## REQUIRED WORK
Up to and including the line with "for read only)", output the records exactly as they appear.

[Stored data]
+++
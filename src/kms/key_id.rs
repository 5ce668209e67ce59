/// Key-identifier grammar.
///
/// Canonical forms:
///   unbound:  `<KeyType>:<hex>`
///   bound  :  `<identity>/<KeyType>:<hex>`
///   legacy :  `<prefix>/<identity>/<KeyType>:<hex>`   (accepted for read only)
///   cloud  :  `ETH/<cloud-handle>`                    (cloud-KMS ETH keys)
///
/// The hex suffix carries the compressed public key: 64 chars for BJJ
/// (32-byte Edwards point), 66 chars for ETH (33-byte SEC1 point).
use std::sync::LazyLock;

use regex::Regex;

use crate::error::{KmsError, Result};
use crate::kms::{Did, KeyType};

/// A typed key identifier. `id` follows the grammar above; the identifier is
/// *bound* when it carries an identity prefix and *unbound* otherwise.
#[derive(Debug, Clone, PartialEq, Eq, Hash)]
pub struct KeyId {
    pub key_type: KeyType,
    pub id: String,
}

impl KeyId {
    pub fn new(key_type: KeyType, id: impl Into<String>) -> Self {
        Self {
            key_type,
            id: id.into(),
        }
    }
}

/// Hex length of the compressed public key embedded in an id.
pub fn public_key_hex_len(key_type: KeyType) -> usize {
    match key_type {
        KeyType::Bjj => 64,
        KeyType::Eth => 66,
    }
}

/// The two case-insensitive matchers a provider holds: one anchored for the
/// unbound shape, one accepting an arbitrary prefix before `/<KeyType>:<hex>`.
pub struct KeyIdPattern {
    unbound: Regex,
    bound: Regex,
}

impl KeyIdPattern {
    fn compile(key_type: KeyType) -> Self {
        let tag = key_type.to_string();
        let hex_len = public_key_hex_len(key_type);
        let unbound = Regex::new(&format!("(?i)^{tag}:([0-9a-f]{{{hex_len}}})$"))
            .expect("static key id pattern");
        let bound = Regex::new(&format!("(?i)^.+/{tag}:([0-9a-f]{{{hex_len}}})$"))
            .expect("static key id pattern");
        Self { unbound, bound }
    }

    /// True when `id` matches the unbound (identity-less) shape.
    pub fn is_unbound(&self, id: &str) -> bool {
        self.unbound.is_match(id)
    }

    /// Extract the embedded public key hex from either shape, avoiding a
    /// storage round-trip. Returns `None` when the id carries no inline
    /// public material (e.g. cloud handles, import paths).
    pub fn public_key_hex<'a>(&self, id: &'a str) -> Option<&'a str> {
        self.unbound
            .captures(id)
            .or_else(|| self.bound.captures(id))
            .and_then(|caps| caps.get(1))
            .map(|m| m.as_str())
    }
}

static BJJ_PATTERN: LazyLock<KeyIdPattern> = LazyLock::new(|| KeyIdPattern::compile(KeyType::Bjj));
static ETH_PATTERN: LazyLock<KeyIdPattern> = LazyLock::new(|| KeyIdPattern::compile(KeyType::Eth));

/// The matcher pair for a curve.
pub fn pattern(key_type: KeyType) -> &'static KeyIdPattern {
    match key_type {
        KeyType::Bjj => &BJJ_PATTERN,
        KeyType::Eth => &ETH_PATTERN,
    }
}

/// Build the canonical id string for a key.
///
/// With no identity the id is `keyType:publicHex`. When a pre-built unbound
/// id is passed as `public_key_hex`, the type tag is not repeated.
pub fn key_id_for(identity: Option<&Did>, key_type: KeyType, public_key_hex: &str) -> String {
    let tag = key_type.to_string();
    match identity {
        None => format!("{tag}:{public_key_hex}"),
        Some(did) if public_key_hex.starts_with(&tag) => format!("{did}/{public_key_hex}"),
        Some(did) => format!("{did}/{tag}:{public_key_hex}"),
    }
}

/// A decomposed key identifier.
#[derive(Debug, Clone, PartialEq, Eq)]
pub struct ParsedKeyId<'a> {
    pub identity: Option<&'a str>,
    pub key_type: KeyType,
    pub public_key_hex: &'a str,
}

static PARSE: LazyLock<Regex> = LazyLock::new(|| {
    Regex::new("(?i)^(?:(.+)/)?(BJJ|ETH):([0-9a-f]+)$").expect("static key id pattern")
});

/// Parse an id back into `(identity?, key_type, public_key_hex)`.
///
/// Inverse of [`key_id_for`]; fails with `InvalidKeyId` when the id matches
/// no accepted grammar or the hex width is wrong for the curve.
pub fn parse(id: &str) -> Result<ParsedKeyId<'_>> {
    let caps = PARSE
        .captures(id)
        .ok_or_else(|| KmsError::InvalidKeyId(id.to_string()))?;
    let key_type: KeyType = caps
        .get(2)
        .map(|m| m.as_str())
        .unwrap_or_default()
        .parse()?;
    let hex = caps.get(3).map(|m| m.as_str()).unwrap_or_default();
    if hex.len() != public_key_hex_len(key_type) {
        return Err(KmsError::InvalidKeyId(id.to_string()));
    }
    Ok(ParsedKeyId {
        identity: caps.get(1).map(|m| m.as_str()),
        key_type,
        public_key_hex: hex,
    })
}

#[cfg(test)]
mod tests {
    use super::*;

    const BJJ_HEX: &str = "8f3c2a1d4e5b6a7980f1e2d3c4b5a69788f9e0d1c2b3a4958677f8e9d0c1b2a3";
    const ETH_HEX: &str = "02a1b2c3d4e5f60718293a4b5c6d7e8f9001122334455667788990aabbccddeeff";

    #[test]
    fn test_key_id_for_unbound() {
        let id = key_id_for(None, KeyType::Bjj, BJJ_HEX);
        assert_eq!(id, format!("BJJ:{BJJ_HEX}"));
    }

    #[test]
    fn test_key_id_for_bound() {
        let did = Did::new("did:example:abc");
        let id = key_id_for(Some(&did), KeyType::Eth, ETH_HEX);
        assert_eq!(id, format!("did:example:abc/ETH:{ETH_HEX}"));
    }

    #[test]
    fn test_key_id_for_prebuilt_unbound_id_not_double_labelled() {
        let did = Did::new("did:example:abc");
        let unbound = format!("BJJ:{BJJ_HEX}");
        let id = key_id_for(Some(&did), KeyType::Bjj, &unbound);
        assert_eq!(id, format!("did:example:abc/BJJ:{BJJ_HEX}"));
    }

    #[test]
    fn test_parse_roundtrip() {
        for identity in [None, Some(Did::new("did:example:abc"))] {
            for (key_type, hex) in [(KeyType::Bjj, BJJ_HEX), (KeyType::Eth, ETH_HEX)] {
                let id = key_id_for(identity.as_ref(), key_type, hex);
                let parsed = parse(&id).unwrap();
                assert_eq!(parsed.identity, identity.as_ref().map(|d| d.as_str()));
                assert_eq!(parsed.key_type, key_type);
                assert_eq!(parsed.public_key_hex, hex);
            }
        }
    }

    #[test]
    fn test_parse_rejects_wrong_hex_width() {
        assert!(parse(&format!("BJJ:{ETH_HEX}")).is_err());
        assert!(parse(&format!("ETH:{BJJ_HEX}")).is_err());
        assert!(parse("BJJ:abcd").is_err());
    }

    #[test]
    fn test_parse_rejects_garbage() {
        assert!(parse("").is_err());
        assert!(parse("pbkey").is_err());
        assert!(parse("RSA:0011").is_err());
    }

    #[test]
    fn test_pattern_unbound() {
        let p = pattern(KeyType::Bjj);
        assert!(p.is_unbound(&format!("BJJ:{BJJ_HEX}")));
        assert!(!p.is_unbound(&format!("did:example:abc/BJJ:{BJJ_HEX}")));
        assert!(!p.is_unbound(&format!("ETH:{ETH_HEX}")));
    }

    #[test]
    fn test_pattern_extracts_public_key_hex() {
        let p = pattern(KeyType::Eth);
        assert_eq!(
            p.public_key_hex(&format!("ETH:{ETH_HEX}")),
            Some(ETH_HEX)
        );
        assert_eq!(
            p.public_key_hex(&format!("did:example:abc/ETH:{ETH_HEX}")),
            Some(ETH_HEX)
        );
        assert_eq!(p.public_key_hex("ETH/arn:aws:kms:eu-west-1:key/abc"), None);
    }

    #[test]
    fn test_pattern_is_case_insensitive() {
        let p = pattern(KeyType::Bjj);
        let upper = BJJ_HEX.to_uppercase();
        assert!(p.is_unbound(&format!("bjj:{upper}")));
    }

    #[test]
    fn test_pattern_matches_legacy_three_part_path() {
        let p = pattern(KeyType::Bjj);
        let id = format!("keys/did:example:abc/BJJ:{BJJ_HEX}");
        assert_eq!(p.public_key_hex(&id), Some(BJJ_HEX));
    }
}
+++
## EXPECTED OUTPUT
filename src/kms/key_id.rs
repository 5ce668209e67ce59
/// Key-identifier grammar.
///
/// Canonical forms:
///   unbound:  `<KeyType>:<hex>`
///   bound  :  `<identity>/<KeyType>:<hex>`
///   legacy :  `<prefix>/<identity>/<KeyType>:<hex>`   (accepted for read only)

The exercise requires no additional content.